(washingtontimes.com) KINSTON, N.C. | Voters in this small city decided overwhelmingly last year to do away with the party affiliation of candidates in local elections, but the Obama administration recently overruled the electorate and decided that equal rights for black voters cannot be achieved without the Democratic Party.

The Justice Department’s ruling, which affects races for City Council and mayor, went so far as to say partisan elections are needed so that black voters can elect their “candidates of choice” – identified by the department as those who are Democrats and almost exclusively black.

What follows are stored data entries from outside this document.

use fleet_core::fleet::{FleetParams, FleetSimulator};
use fleet_core::geo::Coordinate;
use fleet_core::test_helpers::test_center;

/// Seed shared by every fleet test so runs are reproducible.
pub const FLEET_SEED: u64 = 20_240_501;

/// A running fleet of `count` drivers within `radius_km` of the test centre.
pub fn running_fleet(count: usize, radius_km: f64) -> FleetSimulator {
    running_fleet_with(FleetParams::default().with_seed(FLEET_SEED), count, radius_km)
}

pub fn running_fleet_with(params: FleetParams, count: usize, radius_km: f64) -> FleetSimulator {
    let mut sim = FleetSimulator::from_params(params);
    sim.start(test_center(), count, radius_km)
        .expect("fleet should start with valid parameters");
    sim
}

/// Every driver starts available and never moves or flips availability.
pub fn frozen_available_fleet(count: usize, radius_km: f64) -> FleetSimulator {
    let params = FleetParams {
        initial_available_probability: 1.0,
        ..FleetParams::default()
    }
    .with_seed(FLEET_SEED)
    .with_move_probability(0.0)
    .with_availability_flip_probability(0.0);
    running_fleet_with(params, count, radius_km)
}

pub fn center() -> Coordinate {
    test_center()
}
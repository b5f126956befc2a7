mod support;

use std::sync::Arc;
use std::thread;
use std::time::Duration;

use fleet_core::error::ResolverError;
use fleet_core::geo::Coordinate;
use fleet_core::resolver::{
    DeviceError, DeviceLocator, FailingLocator, FieldId, FixedLocator, LocationSource,
    PositionOptions, Submission, DEFAULT_CENTER,
};
use support::resolver::{debouncer, device_resolver, recording_resolver};

struct HangingLocator;

impl DeviceLocator for HangingLocator {
    fn current_position(&self, _options: &PositionOptions) -> Result<Coordinate, DeviceError> {
        thread::sleep(Duration::from_secs(5));
        Err(DeviceError::Timeout)
    }
}

#[test]
fn typing_within_the_window_dispatches_only_the_last_query() {
    let (gazetteer, resolver) = recording_resolver();
    let mut debouncer = debouncer();

    assert_eq!(debouncer.submit(FieldId::Pickup, "a", 0), Submission::Cleared);
    assert!(matches!(
        debouncer.submit(FieldId::Pickup, "ab", 150),
        Submission::Scheduled { due_ms: 450, .. }
    ));

    assert!(debouncer.poll(300, &resolver).is_empty());
    let outcomes = debouncer.poll(450, &resolver);
    assert_eq!(outcomes.len(), 1);
    assert_eq!(outcomes[0].query, "ab");
    assert!(debouncer.poll(5_000, &resolver).is_empty());
    assert_eq!(gazetteer.searches(), vec!["ab".to_string()]);
}

#[test]
fn rapid_retyping_restarts_the_quiet_period() {
    let (gazetteer, resolver) = recording_resolver();
    let mut debouncer = debouncer();
    for (at, text) in [(0, "Mu"), (200, "Mum"), (400, "Mumb"), (600, "Mumbai Airport")] {
        debouncer.submit(FieldId::Destination, text, at);
        assert!(debouncer.poll(at, &resolver).is_empty());
    }
    let outcomes = debouncer.poll(900, &resolver);
    assert_eq!(outcomes.len(), 1);
    let locations = outcomes[0].result.clone().expect("lookup");
    assert_eq!(locations[0].display_name, "Mumbai Airport, Mumbai");
    assert_eq!(gazetteer.search_count(), 1);
}

#[test]
fn teardown_discards_pending_lookups() {
    let (gazetteer, resolver) = recording_resolver();
    let mut debouncer = debouncer();
    debouncer.submit(FieldId::Pickup, "Connaught Place", 0);
    debouncer.submit(FieldId::Destination, "Chennai Central", 10);
    debouncer.cancel_all();
    assert!(debouncer.poll(10_000, &resolver).is_empty());
    assert_eq!(gazetteer.search_count(), 0);
}

#[test]
fn repeated_dispatches_are_served_from_cache() {
    let (gazetteer, resolver) = recording_resolver();
    let mut debouncer = debouncer();
    debouncer.submit(FieldId::Pickup, "Kolkata Airport", 0);
    debouncer.poll(300, &resolver);
    debouncer.submit(FieldId::Destination, "kolkata  airport", 400);
    let outcomes = debouncer.poll(700, &resolver);
    assert_eq!(outcomes.len(), 1);
    assert_eq!(gazetteer.search_count(), 1);
}

#[test]
fn device_fix_is_named_by_reverse_lookup() {
    let airport = Coordinate::new(72.8680, 19.0897).expect("valid");
    let resolver = device_resolver(Arc::new(FixedLocator(airport)), 1_000);
    let location = resolver.resolve_current_device().expect("fix");
    assert_eq!(location.source, LocationSource::CurrentDevice);
    assert_eq!(location.coordinate, airport);
    assert_eq!(location.display_name, "Mumbai Airport, Mumbai");
}

#[test]
fn unnamed_device_fix_gets_a_coordinate_label() {
    let sea = Coordinate::new(70.0, 15.0).expect("valid");
    let resolver = device_resolver(Arc::new(FixedLocator(sea)), 1_000);
    let location = resolver.resolve_current_device().expect("fix");
    assert_eq!(location.display_name, "Current Location (15.0000, 70.0000)");
}

#[test]
fn denied_permission_degrades_to_map_center() {
    let resolver = device_resolver(Arc::new(FailingLocator(DeviceError::PermissionDenied)), 1_000);
    assert_eq!(
        resolver.resolve_current_device(),
        Err(ResolverError::PermissionDenied)
    );
    let fallback = resolver.resolve_current_device_or_center();
    assert_eq!(fallback.source, LocationSource::Unresolved);
    assert_eq!(
        (fallback.coordinate.longitude(), fallback.coordinate.latitude()),
        DEFAULT_CENTER
    );
}

#[test]
fn hanging_device_is_abandoned_after_the_timeout() {
    let resolver = device_resolver(Arc::new(HangingLocator), 50);
    let started = std::time::Instant::now();
    assert_eq!(resolver.resolve_current_device(), Err(ResolverError::Timeout));
    assert!(started.elapsed() < Duration::from_secs(2));
}
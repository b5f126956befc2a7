#![allow(dead_code)]

pub mod fleet;
pub mod resolver;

The department ruled that white voters in Kinston will vote for blacks only if they are Democrats and that therefore the city cannot get rid of party affiliations for local elections because that would violate black voters’ right to elect the candidates they want.

#1 – As of the 2000 census, the city of Kinston was made up of 35.27% White, 62.64% African American. So again, the decision was made by these two demographics to do away with party affiliations for the city.

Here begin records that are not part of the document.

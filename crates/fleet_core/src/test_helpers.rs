//! Shared fixtures for unit tests, integration tests and benches.
//!
//! Everything here works offline: gazetteers are in-memory and device
//! locators answer immediately.

use std::collections::VecDeque;
use std::sync::atomic::{AtomicUsize, Ordering};
use std::sync::{Arc, Mutex};

use crate::error::ResolverError;
use crate::geo::Coordinate;
use crate::resolver::{
    Gazetteer, GazetteerHit, LocationResolver, ResolverConfig, SearchRequest, StaticGazetteer,
};

/// Connaught Place, New Delhi.
pub const TEST_CENTER: (f64, f64) = (77.2167, 28.6315);

/// Chhatrapati Shivaji Maharaj International Airport, Mumbai.
pub const TEST_PICKUP: (f64, f64) = (72.8679, 19.0896);

/// Chennai Central railway station.
pub const TEST_DESTINATION: (f64, f64) = (80.2755, 13.0827);

/// Build a coordinate from a `(lon, lat)` fixture.
///
/// # Panics
///
/// Panics if the fixture is out of range (should never happen for the constants above).
pub fn coordinate(fixture: (f64, f64)) -> Coordinate {
    Coordinate::new(fixture.0, fixture.1).expect("fixture coordinate should be valid")
}

pub fn test_center() -> Coordinate {
    coordinate(TEST_CENTER)
}

/// Gazetteer wrapper that records every forward query it receives.
pub struct RecordingGazetteer<G = StaticGazetteer> {
    inner: G,
    searches: Mutex<Vec<String>>,
    reverses: AtomicUsize,
}

impl<G: Gazetteer> RecordingGazetteer<G> {
    pub fn new(inner: G) -> Self {
        Self {
            inner,
            searches: Mutex::new(Vec::new()),
            reverses: AtomicUsize::new(0),
        }
    }

    /// Queries in dispatch order.
    pub fn searches(&self) -> Vec<String> {
        self.searches.lock().map(|s| s.clone()).unwrap_or_default()
    }

    pub fn search_count(&self) -> usize {
        self.searches.lock().map(|s| s.len()).unwrap_or(0)
    }

    pub fn reverse_count(&self) -> usize {
        self.reverses.load(Ordering::SeqCst)
    }
}

impl RecordingGazetteer<StaticGazetteer> {
    pub fn india_popular() -> Arc<Self> {
        Arc::new(Self::new(StaticGazetteer::india_popular()))
    }
}

impl<G: Gazetteer> Gazetteer for RecordingGazetteer<G> {
    fn search(&self, request: &SearchRequest) -> Result<Vec<GazetteerHit>, ResolverError> {
        if let Ok(mut searches) = self.searches.lock() {
            searches.push(request.query.clone());
        }
        self.inner.search(request)
    }

    fn reverse(&self, coordinate: Coordinate) -> Result<Option<GazetteerHit>, ResolverError> {
        self.reverses.fetch_add(1, Ordering::SeqCst);
        self.inner.reverse(coordinate)
    }
}

/// Gazetteer that fails its first searches with scripted errors, then
/// delegates to the popular-places table.
pub struct ScriptedGazetteer {
    failures: Mutex<VecDeque<ResolverError>>,
    inner: StaticGazetteer,
    calls: AtomicUsize,
}

impl ScriptedGazetteer {
    pub fn failing_with(failures: impl IntoIterator<Item = ResolverError>) -> Arc<Self> {
        Arc::new(Self {
            failures: Mutex::new(failures.into_iter().collect()),
            inner: StaticGazetteer::india_popular(),
            calls: AtomicUsize::new(0),
        })
    }

    pub fn calls(&self) -> usize {
        self.calls.load(Ordering::SeqCst)
    }
}

impl Gazetteer for ScriptedGazetteer {
    fn search(&self, request: &SearchRequest) -> Result<Vec<GazetteerHit>, ResolverError> {
        self.calls.fetch_add(1, Ordering::SeqCst);
        let scripted = self.failures.lock().ok().and_then(|mut f| f.pop_front());
        match scripted {
            Some(err) => Err(err),
            None => self.inner.search(request),
        }
    }

    fn reverse(&self, coordinate: Coordinate) -> Result<Option<GazetteerHit>, ResolverError> {
        self.inner.reverse(coordinate)
    }
}

/// Resolver over the popular-places table with default settings.
pub fn offline_resolver() -> LocationResolver {
    LocationResolver::new(
        Box::new(StaticGazetteer::india_popular()),
        ResolverConfig::default(),
    )
}

/// Resolver over any shared gazetteer, so the test keeps a handle for assertions.
pub fn resolver_over<G: Gazetteer + 'static>(gazetteer: Arc<G>) -> LocationResolver {
    LocationResolver::new(Box::new(gazetteer), ResolverConfig::default())
}
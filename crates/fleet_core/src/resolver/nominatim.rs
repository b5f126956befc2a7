//! OpenStreetMap Nominatim gazetteer over blocking HTTP.
//!
//! Forward search uses `/search` with the request's country and viewbox bias;
//! reverse uses `/reverse`. Every request carries a client-side timeout.
//! HTTP failures and malformed payloads surface as [`ResolverError::Network`],
//! elapsed timeouts as [`ResolverError::Timeout`].

use std::collections::BTreeMap;
use std::time::Duration;

use reqwest::{blocking::Client, Url};
use serde::Deserialize;
use tracing::debug;

use super::{Gazetteer, GazetteerHit, ResolverConfig, SearchRequest};
use crate::error::ResolverError;
use crate::geo::Coordinate;

pub const DEFAULT_ENDPOINT: &str = "https://nominatim.openstreetmap.org";

const USER_AGENT: &str = concat!("fleet_core/", env!("CARGO_PKG_VERSION"));

#[derive(Debug, Clone)]
pub struct NominatimGazetteer {
    client: Client,
    endpoint: String,
    reverse_timeout: Duration,
}

impl NominatimGazetteer {
    /// Client for `endpoint` (e.g. `https://nominatim.openstreetmap.org`).
    pub fn new(
        endpoint: &str,
        search_timeout: Duration,
        reverse_timeout: Duration,
    ) -> Result<Self, ResolverError> {
        let client = Client::builder()
            .timeout(search_timeout)
            .user_agent(USER_AGENT)
            .build()
            .map_err(|err| ResolverError::Network(format!("failed to build HTTP client: {err}")))?;
        Ok(Self {
            client,
            endpoint: endpoint.trim_end_matches('/').to_string(),
            reverse_timeout,
        })
    }

    pub fn from_config(endpoint: &str, config: &ResolverConfig) -> Result<Self, ResolverError> {
        Self::new(endpoint, config.search_timeout(), config.reverse_timeout())
    }

    fn search_url(&self, request: &SearchRequest) -> Result<Url, ResolverError> {
        let mut url = Url::parse(&format!("{}/search", self.endpoint))
            .map_err(|err| ResolverError::Network(format!("failed to build search URL: {err}")))?;
        {
            let mut query = url.query_pairs_mut();
            query
                .append_pair("q", &request.query)
                .append_pair("format", "json")
                .append_pair("addressdetails", "1")
                .append_pair("limit", &request.limit.to_string());
            if !request.country_codes.is_empty() {
                query.append_pair("countrycodes", &request.country_codes);
            }
            if let Some(viewbox) = &request.viewbox {
                let encoded = format!(
                    "{},{},{},{}",
                    viewbox.south_west.longitude(),
                    viewbox.south_west.latitude(),
                    viewbox.north_east.longitude(),
                    viewbox.north_east.latitude()
                );
                query.append_pair("viewbox", &encoded);
                if request.bounded {
                    query.append_pair("bounded", "1");
                }
            }
        }
        Ok(url)
    }

    fn reverse_url(&self, coordinate: Coordinate) -> Result<Url, ResolverError> {
        let mut url = Url::parse(&format!("{}/reverse", self.endpoint))
            .map_err(|err| ResolverError::Network(format!("failed to build reverse URL: {err}")))?;
        url.query_pairs_mut()
            .append_pair("lat", &format!("{:.6}", coordinate.latitude()))
            .append_pair("lon", &format!("{:.6}", coordinate.longitude()))
            .append_pair("format", "json")
            .append_pair("addressdetails", "1");
        Ok(url)
    }
}

impl Gazetteer for NominatimGazetteer {
    fn search(&self, request: &SearchRequest) -> Result<Vec<GazetteerHit>, ResolverError> {
        let url = self.search_url(request)?;
        let response = self.client.get(url).send().map_err(http_error)?;
        if !response.status().is_success() {
            return Err(ResolverError::Network(format!(
                "gazetteer returned HTTP {}",
                response.status()
            )));
        }
        let places: Vec<NominatimPlace> = response.json().map_err(http_error)?;
        places.into_iter().map(NominatimPlace::into_hit).collect()
    }

    fn reverse(&self, coordinate: Coordinate) -> Result<Option<GazetteerHit>, ResolverError> {
        let url = self.reverse_url(coordinate)?;
        let response = self
            .client
            .get(url)
            .timeout(self.reverse_timeout)
            .send()
            .map_err(http_error)?;
        if !response.status().is_success() {
            return Err(ResolverError::Network(format!(
                "gazetteer returned HTTP {}",
                response.status()
            )));
        }
        let body: NominatimReverse = response.json().map_err(http_error)?;
        parse_reverse(body)
    }
}

fn http_error(err: reqwest::Error) -> ResolverError {
    if err.is_timeout() {
        ResolverError::Timeout
    } else {
        ResolverError::Network(err.to_string())
    }
}

/// Nominatim sends coordinates as strings.
#[derive(Debug, Deserialize)]
struct NominatimPlace {
    display_name: String,
    lat: String,
    lon: String,
    #[serde(default)]
    address: BTreeMap<String, String>,
}

impl NominatimPlace {
    fn into_hit(self) -> Result<GazetteerHit, ResolverError> {
        let latitude = parse_degrees(&self.lat)?;
        let longitude = parse_degrees(&self.lon)?;
        Ok(GazetteerHit {
            display_name: self.display_name,
            latitude,
            longitude,
            address_components: self.address,
        })
    }
}

/// `/reverse` answers either a place or `{"error": "..."}`.
#[derive(Debug, Deserialize)]
#[serde(untagged)]
enum NominatimReverse {
    Place(NominatimPlace),
    Missing { error: String },
}

fn parse_reverse(body: NominatimReverse) -> Result<Option<GazetteerHit>, ResolverError> {
    match body {
        NominatimReverse::Place(place) => place.into_hit().map(Some),
        NominatimReverse::Missing { error } => {
            debug!(%error, "reverse lookup found nothing");
            Ok(None)
        }
    }
}

fn parse_degrees(raw: &str) -> Result<f64, ResolverError> {
    raw.trim()
        .parse::<f64>()
        .map_err(|_| ResolverError::Network(format!("malformed coordinate `{raw}` in gazetteer payload")))
}

#[cfg(test)]
mod tests {
    use super::*;
    use crate::geo::BoundingBox;

    fn gazetteer() -> NominatimGazetteer {
        NominatimGazetteer::new(
            "http://localhost:8088/",
            Duration::from_secs(1),
            Duration::from_secs(1),
        )
        .expect("client")
    }

    #[test]
    fn search_url_carries_bias_and_limit() {
        let request = SearchRequest {
            query: "Connaught Place".to_string(),
            country_codes: "in".to_string(),
            limit: 5,
            viewbox: Some(BoundingBox::from_bounds(68.0, 8.0, 97.0, 35.0).expect("bbox")),
            bounded: true,
        };
        let url = gazetteer().search_url(&request).expect("url");
        let pairs: BTreeMap<String, String> = url.query_pairs().into_owned().collect();
        assert_eq!(url.path(), "/search");
        assert_eq!(pairs["q"], "Connaught Place");
        assert_eq!(pairs["countrycodes"], "in");
        assert_eq!(pairs["limit"], "5");
        assert_eq!(pairs["viewbox"], "68,8,97,35");
        assert_eq!(pairs["bounded"], "1");
    }

    #[test]
    fn parses_search_payload() {
        let body = r#"[{"place_id":1,"display_name":"Chennai Central, Chennai","lat":"13.0827","lon":"80.2755","type":"station","address":{"city":"Chennai","country_code":"in"}}]"#;
        let places: Vec<NominatimPlace> = serde_json::from_str(body).expect("json");
        let hits: Vec<GazetteerHit> = places
            .into_iter()
            .map(NominatimPlace::into_hit)
            .collect::<Result<_, _>>()
            .expect("hits");
        assert_eq!(hits[0].longitude, 80.2755);
        assert_eq!(hits[0].address_components["city"], "Chennai");
    }

    #[test]
    fn malformed_coordinates_are_network_errors() {
        let body = r#"[{"display_name":"Nowhere","lat":"north","lon":"80.0"}]"#;
        let places: Vec<NominatimPlace> = serde_json::from_str(body).expect("json");
        let result = places.into_iter().next().expect("place").into_hit();
        assert!(matches!(result, Err(ResolverError::Network(_))));
    }

    #[test]
    fn reverse_error_body_means_no_match() {
        let body: NominatimReverse =
            serde_json::from_str(r#"{"error":"Unable to geocode"}"#).expect("json");
        assert_eq!(parse_reverse(body), Ok(None));
    }
}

#2 – How EXACTLY are voter rights being violated? Black folks, like anybody else can go where we want, when we want in this country. But based on this ruling and similar opinions in the past, we become frail and confused when it comes to the voting booth. Back in 2004, “Joanne Bland, the director and co-founder of the National Voting Rights Museum and Institute in Selma, Ala., told CNSNews.com on Wednesday that the new computerized voting machines are going to intimidate black voters in Florida and elsewhere and suppress their vote in the November presidential election because many blacks are not ‘technologically savvy.’

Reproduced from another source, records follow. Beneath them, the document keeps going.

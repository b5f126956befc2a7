use std::sync::Arc;

use fleet_core::resolver::{
    DeviceLocator, LocationResolver, ResolverConfig, SearchDebouncer, StaticGazetteer,
};
use fleet_core::test_helpers::RecordingGazetteer;

/// Resolver over a recording popular-places gazetteer; the handle observes dispatches.
pub fn recording_resolver() -> (Arc<RecordingGazetteer>, LocationResolver) {
    let gazetteer = RecordingGazetteer::india_popular();
    let resolver = LocationResolver::new(Box::new(gazetteer.clone()), ResolverConfig::default());
    (gazetteer, resolver)
}

pub fn device_resolver(locator: Arc<dyn DeviceLocator>, timeout_ms: u64) -> LocationResolver {
    LocationResolver::new(
        Box::new(StaticGazetteer::india_popular()),
        ResolverConfig::default().with_device_timeout_ms(timeout_ms),
    )
    .with_locator(locator)
}

pub fn debouncer() -> SearchDebouncer {
    SearchDebouncer::from_config(&ResolverConfig::default())
}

‘The computers really terrify me. The electronic voting — the new machines — I think it will turn off a segment in my community, particularly the elderly. We are not as technically savvy, and we are afraid of machines like that, and they (African-Americans) probably won’t go [to the polls] and they probably won’t ask for assistance, said Bland, who spent the last week in Florida.”

The article continues. I just talked about this recently.

In November’s election – one in which “hope” emerged as a central theme – the city had uncommonly high voter turnout, with more than 11,000 of the city’s 15,000 voters casting ballots. Kinston’s blacks voted in greater numbers than whites.

Whites typically cast the majority of votes in Kinston’s general elections. Kinston residents contributed to Barack Obama’s victory as America’s first black president and voted by a margin of nearly 2-to-1 to eliminate partisan elections in the city.

The measure appeared to have broad support among both white and black voters, as it won a majority in seven of the city’s nine black-majority voting precincts and both of its white-majority precincts.

When it came to voting in the general election, Blacks apparently had no problem turning out in large numbers (even outpacing Whites). But as I discussed the other day, when it comes to local elections not only is turnout typically low, but Blacks tend to one of the main demographic groups to be the least involved (Read this. Read this as well).

Are Democrats afraid that Blacks will vote THEIR interests instead of voting to keep party afloat?

Yes!

We have more power than we realize. We just don’t know how to effectively use it. In the meantime, the political world has known how to use it for decades.

UPDATE: Someone reminded me of this article on Facebook.

Why African-Americans Must Be Patient With Obama (Newsweek, 1/24/09)

Did Newsweek write a similar article for Whites? Or are Blacks expected to be the loyal class of the Democratic Party?